Across the room, facing the video, is Noronha Feio’s new large-scale abstract work In the Mouth of a Flowering Ghost (2025) which adopted the title of the show. This expanded painting features a curved neon tube that loosely resembles a tongue, casting a pale blue halo across the raw canvas, marked with translucent white and occasional touches of colour. In his approach to abstraction, Noronha Feio resists orchestration and linearity. Instead, his practice embraces disorder and fluidity, seeking not to direct interpretation but to stage an encounter in which meaning remains open and unstable.

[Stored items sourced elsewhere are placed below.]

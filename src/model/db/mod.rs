//! DB-compatible (e.g. de/serialisable) types.
//!
//! The types in this module are serialised the way the documents are stored,
//! e.g. camelCase field names and MongoDB datetimes.

mod election;
pub use election::{Candidate, Election};

mod feedback;
pub use feedback::{need_counts, Feedback};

He constructs the environment for such an experience through seemingly effortless, accidental strokes of colour – painted or shaped from neon – that challenge the gaze and disrupt the surface, or, in the case of his sculptural works, extend into space. One such object A cobra, o vento, e o poder rosa (2021) is installed in the inner yard, where the exhibition continues.
The delicate glass of Noronha Feio’s sculpture rests on a cushion of moss and lichens, which bloom across the stone surfaces of the yard. In her essay Establishing New Worlds: The Lichens of Petersham, American mycologist Anne Pringle refers to lichens as ecological ghosts – remnants of symbiotic relationships between fungi and photosynthetic organisms. These partnerships may persist beyond the disappearance of one partner, leaving behind a structure shaped by former connection. “A fungal body once partnered with an alga now gone, the contours of their former intimacy still visible on stone.”

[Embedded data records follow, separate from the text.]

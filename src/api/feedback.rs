use mongodb::{
    bson::doc,
    options::{FindOneAndUpdateOptions, ReturnDocument},
};
use rocket::{futures::TryStreamExt, http::Status, serde::json::Json, Route};

use crate::error::{Error, Result};
use crate::model::{
    api::{FeedbackView, NeedCounts, SubmitFeedback, SubmitUserNeeds},
    db::{need_counts, Feedback},
    mongodb::Coll,
};

pub fn routes() -> Vec<Route> {
    routes![submit_feedback, get_feedback, submit_user_needs, get_user_needs]
}

#[post("/feedback", data = "<submission>", format = "json")]
async fn submit_feedback(
    submission: Json<SubmitFeedback>,
    feedbacks: Coll<Feedback>,
) -> Result<(Status, Json<FeedbackView>)> {
    let entry = submission.into_inner().into_feedback()?;
    feedbacks.insert_one(&entry, None).await?;
    Ok((Status::Created, Json(entry.into())))
}

/// Feedback texts for a province in creation order (the collection's natural
/// insertion order).
#[get("/feedback/<province>")]
async fn get_feedback(province: &str, feedbacks: Coll<Feedback>) -> Result<Json<Vec<String>>> {
    let texts = feedbacks
        .find(doc! { "province": province }, None)
        .await?
        .map_ok(|entry| entry.feedback)
        .try_collect()
        .await?;
    Ok(Json(texts))
}

/// Append need items to the province's feedback entry, creating it if the
/// province has none yet. The single find-and-modify with upsert keeps
/// concurrent first submissions from racing into two documents.
#[post("/user-needs", data = "<submission>", format = "json")]
async fn submit_user_needs(
    submission: Json<SubmitUserNeeds>,
    feedbacks: Coll<Feedback>,
) -> Result<(Status, Json<FeedbackView>)> {
    let submission = submission.into_inner();
    submission.validate()?;

    let update = doc! {
        "$push": { "userNeeds": { "$each": submission.user_needs } },
        "$setOnInsert": {
            "name": "Anonymous",
            "feedback": "",
            "timestamp": mongodb::bson::DateTime::now(),
        },
    };
    let options = FindOneAndUpdateOptions::builder()
        .upsert(true)
        .return_document(ReturnDocument::After)
        .build();
    let entry = feedbacks
        .find_one_and_update(doc! { "province": &submission.province }, update, options)
        .await?
        .ok_or_else(|| Error::internal("Upsert returned no document"))?;

    Ok((Status::Created, Json(entry.into())))
}

/// Word-frequency counts over every stored need item for the province.
/// A province with no feedback at all is a 404; entries that exist but hold
/// no items yield an empty mapping.
#[get("/user-needs/<province>")]
async fn get_user_needs(province: &str, feedbacks: Coll<Feedback>) -> Result<Json<NeedCounts>> {
    let entries: Vec<Feedback> = feedbacks
        .find(doc! { "province": province }, None)
        .await?
        .try_collect()
        .await?;
    if entries.is_empty() {
        return Err(Error::not_found("No user needs found"));
    }

    let user_needs = need_counts(
        entries
            .iter()
            .flat_map(|entry| entry.user_needs.iter())
            .map(String::as_str),
    );
    Ok(Json(NeedCounts { user_needs }))
}

#[cfg(test)]
mod tests {
    use super::*;

    #[test]
    fn append_is_push_with_insert_defaults() {
        let update = doc! {
            "$push": { "userNeeds": { "$each": vec!["roads".to_string()] } },
            "$setOnInsert": {
                "name": "Anonymous",
                "feedback": "",
                "timestamp": mongodb::bson::DateTime::now(),
            },
        };
        // $push appends without dedup; $setOnInsert fills the remaining
        // required fields only when the upsert creates the document.
        let push = update.get_document("$push").unwrap();
        assert!(push.get_document("userNeeds").unwrap().contains_key("$each"));
        let on_insert = update.get_document("$setOnInsert").unwrap();
        assert_eq!(on_insert.get_str("name").unwrap(), "Anonymous");
        assert_eq!(on_insert.get_str("feedback").unwrap(), "");
        assert!(on_insert.contains_key("timestamp"));
        assert!(!on_insert.contains_key("userNeeds"));
    }
}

Echoing the surrounding textures of the yard are Bamieh’s new ceramic wall piece and an object from her Grieving in Colours (2024) series, featuring sagging, mould-covered oranges. The ambiguity of these works is unsettling – the opulence of the gold-laced glazes contrasts with the forms and finishes that signal decay. In this project the orange appears as a central symbolic element – once widely cultivated and traded from Jaffa, the artist’s paternal place of origin, it reflects on grief and trauma by speaking to Palestinian connection to land and cultivation being disrupted by forced resettlement.
In the Mouth of a Flowering Ghost features another of Bamieh’s sculptures created for the exhibition: a site-specific, seven-metre line of oversized ceramic cloves suspended above the old cistern at the centre of the yard. In her ongoing series of suspended sculptures Sour Cords (2024), Bamieh considers sun-drying both as a method of preservation and a symbolic gesture: the removal of water, the source of life, transforms the plants while reinforcing their capacity to endure and remain intact until more favourable conditions return. As the dried cloves – a traditional symbol of good luck and prosperity – hover just above the surface of the water, they convey a soothing message: “better times may not be that far off.”
When I ask about the curator behind the exhibition, both artists reply that it was the space itself that assumed this role, guiding their narrative through reflections on non-linear time, states of transition, fluidity, and non-human agency, a perfect setting for a ghostly presence. The ghost I was introduced to by Mirna and Carlos at Figura Avulsa was kind and welcoming, even if slightly melancholic.
In the Mouth of a Flowering Ghost is on view at Figura Avulsa in Lisbon until 21 July, 2025, by appointment.